Locusts Descend on Unsuspecting Vacationers in Tourist Hotspot

Millions of locusts disrupted tourists’ vacations as they came down in near-biblical proportions in Spain’s Canary Islands. Authorities have issued a warning to visitors to ”stay calm” as the pests threaten to devastate agriculture on the four Spanish Islands of Lanzarote, Tenerife, Gran Canaria, and Fuerteventura. Videos show fearsome insect swarms creating massive shadows at normally sunny tourist sites. While officials currently believe the swarm will not turn into a plague, locusts become most destructive when food is scarce. A swarm of 80 million locusts is able to devour the food of 35,000 humans, as they did in 1958, destroying Tenerife’s tomato and potato crops for the season. “The next two days are going to be key,” Francisco Fabelo, who oversees the Environment of the Islands, told the Daily Mail.
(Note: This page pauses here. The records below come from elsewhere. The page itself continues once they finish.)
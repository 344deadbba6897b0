//! Display adapter for key codes and special targets.
//!
//! Line-break targets carry [`LINE_BREAK`] as their character; the renderer
//! and the key hint go through these helpers instead of matching raw codes.

use crate::keyboard::model::{
    BACKSPACE_CODE, ENTER_CODE, SHIFT_LEFT_CODE, SHIFT_RIGHT_CODE, SPACE_CODE, TAB_CODE,
};

/// Glyph shown for a line-break target; typed with Enter.
pub const LINE_BREAK: char = '\u{21b5}';

/// Human-readable name for a non-character key code.
/// Returns `""` for character keys, which display their own face.
pub fn code_display_name(code: &str) -> &'static str {
    match code {
        SPACE_CODE => "Space",
        ENTER_CODE => "Enter",
        TAB_CODE => "Tab",
        BACKSPACE_CODE => "Backspace",
        SHIFT_LEFT_CODE => "Left Shift",
        SHIFT_RIGHT_CODE => "Right Shift",
        _ => "",
    }
}

/// Short label for compact contexts such as the key hint strip.
pub fn code_short_label(code: &str) -> &'static str {
    match code {
        SPACE_CODE => "Spc",
        ENTER_CODE => "Ent",
        TAB_CODE => "Tab",
        BACKSPACE_CODE => "Bksp",
        SHIFT_LEFT_CODE | SHIFT_RIGHT_CODE => "Shft",
        _ => "",
    }
}

/// How a target character is drawn in the passage.
pub fn target_glyph(ch: char) -> char {
    match ch {
        '\t' => '\u{2192}', // →
        _ => ch,
    }
}
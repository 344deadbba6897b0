use ratatui::buffer::Buffer;
use ratatui::layout::Rect;
use ratatui::style::{Modifier, Style};
use ratatui::widgets::{Block, Widget};

use crate::keyboard::display::code_short_label;
use crate::keyboard::hint::KeyHint;
use crate::keyboard::model::{ENTER_CODE, KeyboardModel, SHIFT_LEFT_CODE, SHIFT_RIGHT_CODE, SPACE_CODE};
use crate::ui::theme::Theme;

/// On-screen keyboard for the current layout with the next key and the
/// rest of the current word highlighted.
pub struct KeyboardHint<'a> {
    model: &'a KeyboardModel,
    hint: &'a KeyHint,
    theme: &'a Theme,
}

impl<'a> KeyboardHint<'a> {
    pub fn new(model: &'a KeyboardModel, hint: &'a KeyHint, theme: &'a Theme) -> Self {
        Self { model, hint, theme }
    }

    fn key_style(&self, code: &str) -> Style {
        let colors = &self.theme.colors;
        if self.hint.is_expected(code) {
            Style::default()
                .fg(colors.bg())
                .bg(colors.key_expected())
                .add_modifier(Modifier::BOLD)
        } else if self.hint.is_highlighted(code) {
            Style::default().fg(colors.fg()).bg(colors.key_word())
        } else {
            Style::default().fg(colors.text_pending())
        }
    }
}

const KEY_WIDTH: u16 = 4;
const ROW_OFFSETS: [u16; 4] = [0, 2, 3, 5];

impl Widget for KeyboardHint<'_> {
    fn render(self, area: Rect, buf: &mut Buffer) {
        let colors = &self.theme.colors;
        let title = match self.hint.finger {
            Some(finger) => format!(" {} ({}) ", self.model.name, finger.label()),
            None => format!(" {} ", self.model.name),
        };
        let block = Block::bordered()
            .title(title)
            .border_style(Style::default().fg(colors.border()))
            .style(Style::default().bg(colors.bg()));
        let inner = block.inner(area);
        block.render(area, buf);

        if inner.height < 5 || inner.width < 40 {
            return;
        }
        let right = inner.x + inner.width;

        for (row_idx, row) in self.model.rows.iter().enumerate() {
            let y = inner.y + row_idx as u16;
            let offset = ROW_OFFSETS.get(row_idx).copied().unwrap_or(0);
            for (col_idx, key) in row.iter().enumerate() {
                let x = inner.x + offset + col_idx as u16 * KEY_WIDTH;
                if x + KEY_WIDTH > right {
                    break;
                }
                let label = match self.hint.orders_for(key.code).first() {
                    Some(order) if !self.hint.is_expected(key.code) && *order < 10 => {
                        format!("{}{order}", key.base)
                    }
                    _ => format!(" {} ", key.base),
                };
                buf.set_string(x, y, &label, self.key_style(key.code));
            }
        }

        let y = inner.y + 4;
        let mut x = inner.x;
        for (code, width) in [
            (SHIFT_LEFT_CODE, 6u16),
            (SPACE_CODE, 20),
            (SHIFT_RIGHT_CODE, 6),
            (ENTER_CODE, 5),
        ] {
            if x + width > right {
                break;
            }
            let label = format!("{:^width$}", code_short_label(code), width = width as usize);
            buf.set_string(x, y, &label, self.key_style(code));
            x += width + 1;
        }
    }
}

#[cfg(test)]
mod tests {
    use super::*;
    use crate::session::typing::TypingSession;

    #[test]
    fn test_expected_key_is_highlighted() {
        let model = KeyboardModel::qwerty();
        let session = TypingSession::from_text("q");
        let hint = KeyHint::derive(&session, &model);
        let theme = Theme::default();
        let area = Rect::new(0, 0, 70, 7);
        let mut buf = Buffer::empty(area);
        KeyboardHint::new(&model, &hint, &theme).render(area, &mut buf);

        // "KeyQ" sits on the second row, first column, inside the border.
        let cell = &buf[(1 + ROW_OFFSETS[1] + 1, 2)];
        assert_eq!(cell.symbol(), "q");
        assert_eq!(cell.bg, theme.colors.key_expected());
    }
}
pub mod backend;
pub mod progress;
pub mod schema;

pub use backend::{JsonStore, KvBackend, MemoryBackend};
pub use progress::ProgressStore;
pub use schema::{OverallStats, PassageStats, ProgressRecord};
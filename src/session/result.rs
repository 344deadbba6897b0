use chrono::{DateTime, Utc};
use serde::{Deserialize, Serialize};

use crate::engine::metrics;
use crate::session::passage::PassageId;
use crate::session::typing::TypingSession;

/// Outcome of one finished session. Immutable once built.
#[derive(Clone, Debug, PartialEq, Serialize, Deserialize)]
#[serde(rename_all = "camelCase")]
pub struct SessionResult {
    #[serde(alias = "paragraphId")]
    pub passage_id: PassageId,
    pub wpm: u32,
    pub accuracy: f64,
    pub score: u32,
    #[serde(with = "chrono::serde::ts_milliseconds")]
    pub timestamp: DateTime<Utc>,
}

impl SessionResult {
    pub fn from_session(session: &TypingSession, timestamp: DateTime<Utc>) -> Self {
        let wpm = session.wpm();
        let accuracy = session.accuracy();
        Self {
            passage_id: session.passage().id(),
            wpm,
            accuracy,
            score: metrics::score(wpm, accuracy),
            timestamp,
        }
    }

    pub fn speed_tier(&self) -> metrics::SpeedTier {
        metrics::SpeedTier::from_wpm(self.wpm)
    }
}
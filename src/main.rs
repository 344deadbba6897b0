use std::fs::{self, OpenOptions};
use std::io;
use std::path::{Path, PathBuf};
use std::sync::Mutex;
use std::time::Duration;

use anyhow::{Context, Result};
use clap::Parser;
use crossterm::event::{
    KeyCode, KeyEvent, KeyEventKind, KeyModifiers, KeyboardEnhancementFlags,
    PopKeyboardEnhancementFlags, PushKeyboardEnhancementFlags,
};
use crossterm::execute;
use crossterm::terminal::{
    EnterAlternateScreen, LeaveAlternateScreen, disable_raw_mode, enable_raw_mode,
};
use ratatui::Terminal;
use ratatui::backend::CrosstermBackend;
use ratatui::style::{Modifier, Style};
use ratatui::text::{Line, Span};
use ratatui::widgets::{Block, Paragraph};
use tracing::{Level, info};

use keyline::app::{self, App, AppScreen};
use keyline::config::Config;
use keyline::event::{AppEvent, EventHandler};
use keyline::generator::ContentSource;
use keyline::keyboard::hint::KeyHint;
use keyline::share;
use keyline::store::{JsonStore, ProgressStore};
use keyline::ui;
use keyline::ui::components::keyboard_hint::KeyboardHint;
use keyline::ui::components::results::{HistoryPanel, ResultPanel, SharedPanel};
use keyline::ui::components::stats_bar::StatsBar;
use keyline::ui::components::typing_area::TypingArea;
use keyline::ui::layout::AppLayout;

#[derive(Parser)]
#[command(name = "keyline", version, about = "Terminal typing practice with per-word speed tracking")]
struct Cli {
    #[arg(short, long, value_enum, help = "Where passages come from")]
    source: Option<ContentSource>,

    #[arg(short, long, help = "Type the contents of this file instead")]
    file: Option<PathBuf>,

    #[arg(short, long, help = "Keyboard layout (qwerty, dvorak, colemak)")]
    layout: Option<String>,

    #[arg(short, long, help = "Theme name")]
    theme: Option<String>,

    #[arg(long, help = "Do not record results")]
    no_track: bool,

    #[arg(long, help = "Hide the on-screen keyboard")]
    no_hint: bool,

    #[arg(long, help = "Print recent results and exit")]
    history: bool,

    #[arg(long, help = "Delete all recorded results and exit")]
    clear_history: bool,

    #[arg(long, value_name = "URL", help = "Show a shared result link")]
    shared: Option<String>,

    #[arg(short, long, help = "Log at debug level")]
    verbose: bool,
}

fn main() -> Result<()> {
    let cli = Cli::parse();

    let mut config = Config::load().unwrap_or_else(|e| {
        eprintln!("Ignoring unreadable config: {e:#}");
        Config::default()
    });
    if let Some(source) = cli.source {
        config.source = source;
    }
    if let Some(layout) = cli.layout {
        config.keyboard_layout = layout;
    }
    if let Some(theme) = cli.theme {
        config.theme = theme;
    }
    if cli.no_track {
        config.tracking_enabled = false;
    }
    if cli.no_hint {
        config.keyboard_hint = false;
    }
    config.validate();

    init_logging(&config.data_dir(), cli.verbose)?;

    let backend = JsonStore::with_base_dir(config.data_dir())?;
    let mut store = ProgressStore::new(Box::new(backend));

    if cli.clear_history {
        store.clear_progress()?;
        println!("History cleared.");
        return Ok(());
    }
    if cli.history {
        return print_history(&mut store, config.history_limit);
    }

    let fixed_text = match &cli.file {
        Some(path) => Some(
            fs::read_to_string(path).with_context(|| format!("reading {}", path.display()))?,
        ),
        None => None,
    };

    let events = EventHandler::new(Duration::from_millis(100));
    let mut app = App::new(config, store, events.sender());
    app.fixed_text = fixed_text;
    app.request_passage();
    if let Some(url) = cli.shared.as_deref() {
        app.show_shared(url);
    }

    enable_raw_mode()?;
    let mut stdout = io::stdout();
    execute!(stdout, EnterAlternateScreen)?;

    // Shift only arrives as its own key event with enhancement enabled.
    let keyboard_enhanced = execute!(
        io::stdout(),
        PushKeyboardEnhancementFlags(
            KeyboardEnhancementFlags::REPORT_EVENT_TYPES
                | KeyboardEnhancementFlags::REPORT_ALL_KEYS_AS_ESCAPE_CODES
                | KeyboardEnhancementFlags::REPORT_ALTERNATE_KEYS
        )
    )
    .is_ok();

    let backend = CrosstermBackend::new(stdout);
    let mut terminal = Terminal::new(backend)?;

    let result = run_app(&mut terminal, &mut app, &events);

    if keyboard_enhanced {
        let _ = execute!(io::stdout(), PopKeyboardEnhancementFlags);
    }
    disable_raw_mode()?;
    execute!(terminal.backend_mut(), LeaveAlternateScreen)?;
    terminal.show_cursor()?;

    if let Err(err) = result {
        eprintln!("Error: {err:?}");
    }

    Ok(())
}

/// Log to a file in the data directory; the terminal belongs to the UI.
fn init_logging(data_dir: &Path, verbose: bool) -> Result<()> {
    fs::create_dir_all(data_dir)?;
    let file = OpenOptions::new()
        .create(true)
        .append(true)
        .open(data_dir.join("keyline.log"))?;
    tracing_subscriber::fmt()
        .with_max_level(if verbose { Level::DEBUG } else { Level::INFO })
        .with_ansi(false)
        .with_writer(Mutex::new(file))
        .init();
    info!(version = env!("CARGO_PKG_VERSION"), "starting");
    Ok(())
}

fn print_history(store: &mut ProgressStore, limit: usize) -> Result<()> {
    let record = store.get_progress()?;
    let overall = &record.overall_stats;
    println!(
        "{} attempts, best {} WPM, average {:.2} WPM, best accuracy {:.2}%, best score {}",
        overall.total_attempts,
        overall.best_wpm,
        overall.average_wpm,
        overall.best_accuracy,
        overall.best_score
    );
    for result in store.recent_history(limit)? {
        println!(
            "{}  {:>3} WPM  {:>6.2}%  score {:>3}  {}",
            result.timestamp.format("%Y-%m-%d %H:%M"),
            result.wpm,
            result.accuracy,
            result.score,
            share::encode(
                result.score,
                result.wpm,
                result.accuracy,
                result.timestamp.timestamp_millis()
            )
        );
    }
    Ok(())
}

fn run_app(
    terminal: &mut Terminal<CrosstermBackend<io::Stdout>>,
    app: &mut App,
    events: &EventHandler,
) -> Result<()> {
    loop {
        terminal.draw(|frame| render(frame, app))?;

        match events.next()? {
            AppEvent::Key(key) => handle_key(app, key),
            AppEvent::PassageLoaded { request, result } => app.on_passage_loaded(request, result),
            AppEvent::Tick | AppEvent::Resize(_, _) => {}
        }

        if app.should_quit {
            return Ok(());
        }
    }
}

fn handle_key(app: &mut App, key: KeyEvent) {
    // Only presses count; releases and repeats are ignored.
    if key.kind != KeyEventKind::Press {
        return;
    }

    if key.modifiers.contains(KeyModifiers::CONTROL) && key.code == KeyCode::Char('c') {
        app.should_quit = true;
        return;
    }

    match app.screen {
        AppScreen::Typing => handle_typing_key(app, key),
        AppScreen::Result => handle_result_key(app, key),
        AppScreen::History => handle_history_key(app, key),
        AppScreen::ConfirmClear => handle_confirm_key(app, key),
        AppScreen::Shared => handle_shared_key(app, key),
    }
}

fn handle_typing_key(app: &mut App, key: KeyEvent) {
    if key.modifiers.contains(KeyModifiers::CONTROL) {
        match key.code {
            KeyCode::Char('r') => app.restart(),
            KeyCode::Char('n') => app.request_passage(),
            KeyCode::Char('s') => app.cycle_source(),
            KeyCode::Char('h') => app.go_to_history(),
            _ => {}
        }
        return;
    }
    match key.code {
        KeyCode::Esc => app.should_quit = true,
        KeyCode::Backspace => app.backspace(),
        _ => {
            if let Some((code, typed)) = app::translate_key(&app.keyboard, &key) {
                app.type_key(code, typed);
            }
        }
    }
}

fn handle_result_key(app: &mut App, key: KeyEvent) {
    match key.code {
        KeyCode::Char('q') | KeyCode::Esc => app.should_quit = true,
        KeyCode::Char('r') => app.restart(),
        KeyCode::Char('n') | KeyCode::Enter => app.request_passage(),
        KeyCode::Char('s') => app.cycle_source(),
        KeyCode::Char('h') => app.go_to_history(),
        _ => {}
    }
}

fn handle_history_key(app: &mut App, key: KeyEvent) {
    match key.code {
        KeyCode::Char('c') => app.request_clear(),
        KeyCode::Char('q') | KeyCode::Esc => app.leave_history(),
        _ => {}
    }
}

fn handle_confirm_key(app: &mut App, key: KeyEvent) {
    match key.code {
        KeyCode::Char('y') => app.confirm_clear(),
        KeyCode::Char('n') | KeyCode::Esc => app.cancel_clear(),
        _ => {}
    }
}

fn handle_shared_key(app: &mut App, key: KeyEvent) {
    if matches!(key.code, KeyCode::Esc | KeyCode::Enter | KeyCode::Char('q')) {
        app.close_shared();
    }
}

fn render(frame: &mut ratatui::Frame, app: &App) {
    let colors = &app.theme.colors;
    let area = frame.area();
    let bg = Block::default().style(Style::default().bg(colors.bg()));
    frame.render_widget(bg, area);

    match app.screen {
        AppScreen::Typing => render_typing(frame, app),
        AppScreen::Result => render_result(frame, app),
        AppScreen::History | AppScreen::ConfirmClear => render_history(frame, app),
        AppScreen::Shared => render_shared(frame, app),
    }
}

fn render_header(frame: &mut ratatui::Frame, app: &App, area: ratatui::layout::Rect) {
    let colors = &app.theme.colors;
    let source = if app.fixed_text.is_some() {
        "file"
    } else {
        app.source.label()
    };
    let mut spans = vec![Span::styled(
        format!(" keyline | {source} | {} ", app.keyboard.name),
        Style::default()
            .fg(colors.header_fg())
            .bg(colors.header_bg())
            .add_modifier(Modifier::BOLD),
    )];
    if let Some(status) = &app.status {
        spans.push(Span::styled(
            format!(" {status}"),
            Style::default().fg(colors.error()).bg(colors.header_bg()),
        ));
    }
    let header = Paragraph::new(Line::from(spans)).style(Style::default().bg(colors.header_bg()));
    frame.render_widget(header, area);
}

fn render_footer(frame: &mut ratatui::Frame, app: &App, area: ratatui::layout::Rect, text: &str) {
    let footer = Paragraph::new(Line::from(Span::styled(
        text.to_string(),
        Style::default().fg(app.theme.colors.text_pending()),
    )));
    frame.render_widget(footer, area);
}

fn render_typing(frame: &mut ratatui::Frame, app: &App) {
    let layout = AppLayout::new(frame.area(), app.config.keyboard_hint);
    render_header(frame, app, layout.header);

    let stats = StatsBar {
        wpm: app.live_wpm(),
        word_wpm: app.session.last_word_wpm(),
        accuracy: app.session.live_accuracy(),
        snapshot: app.session.snapshot(),
        theme: app.theme,
    };
    frame.render_widget(stats, layout.stats);

    let title = if app.loading {
        " Loading... ".to_string()
    } else if app.last_step_error {
        " Typo ".to_string()
    } else {
        String::new()
    };
    frame.render_widget(TypingArea::new(&app.session, app.theme, title), layout.main);

    if let Some(area) = layout.keyboard {
        let hint = KeyHint::derive(&app.session, &app.keyboard);
        frame.render_widget(KeyboardHint::new(&app.keyboard, &hint, app.theme), area);
    }

    render_footer(
        frame,
        app,
        layout.footer,
        " [Ctrl-R] Restart  [Ctrl-N] New passage  [Ctrl-S] Source  [Ctrl-H] History  [Esc] Quit ",
    );
}

fn render_result(frame: &mut ratatui::Frame, app: &App) {
    let area = frame.area();
    let Some(result) = &app.last_result else {
        return;
    };
    let centered = ui::layout::centered_rect(60, 50, area);
    let panel = ResultPanel {
        result,
        share_link: app.share_link.as_deref(),
        passage_best: app.passage_best.as_ref(),
        theme: app.theme,
    };
    frame.render_widget(panel, centered);

    let footer = ratatui::layout::Rect::new(area.x, area.bottom().saturating_sub(1), area.width, 1);
    render_footer(
        frame,
        app,
        footer,
        " [r] Retry  [n/Enter] Next  [s] Source  [h] History  [q] Quit ",
    );
}

fn render_history(frame: &mut ratatui::Frame, app: &App) {
    let area = frame.area();
    let centered = ui::layout::centered_rect(80, 80, area);
    let panel = HistoryPanel {
        history: &app.history,
        overall: &app.overall,
        theme: app.theme,
    };
    frame.render_widget(panel, centered);

    let footer = ratatui::layout::Rect::new(area.x, area.bottom().saturating_sub(1), area.width, 1);
    let text = if app.screen == AppScreen::ConfirmClear {
        " Delete all recorded results? [y] Yes  [n] No "
    } else {
        " [c] Clear history  [Esc] Back "
    };
    render_footer(frame, app, footer, text);
}

fn render_shared(frame: &mut ratatui::Frame, app: &App) {
    let Some(shared) = &app.shared else {
        return;
    };
    let centered = ui::layout::centered_rect(50, 40, frame.area());
    frame.render_widget(
        SharedPanel {
            shared,
            theme: app.theme,
        },
        centered,
    );
}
If they are adult specimens, they may die, but if “we see copulations, that would mean that they are reproducing,” he added. Swarms originating in Africa and carried to the islands by easterly winds are not uncommon, and some experts believe the current invasion will follow the familiar pattern of burning out on its own. “Nature itself takes its course, and many times they end up being preyed upon by birds,” Theo Hernando, secretary general of the Association of Farmers and Ranchers of the Canary Islands, said.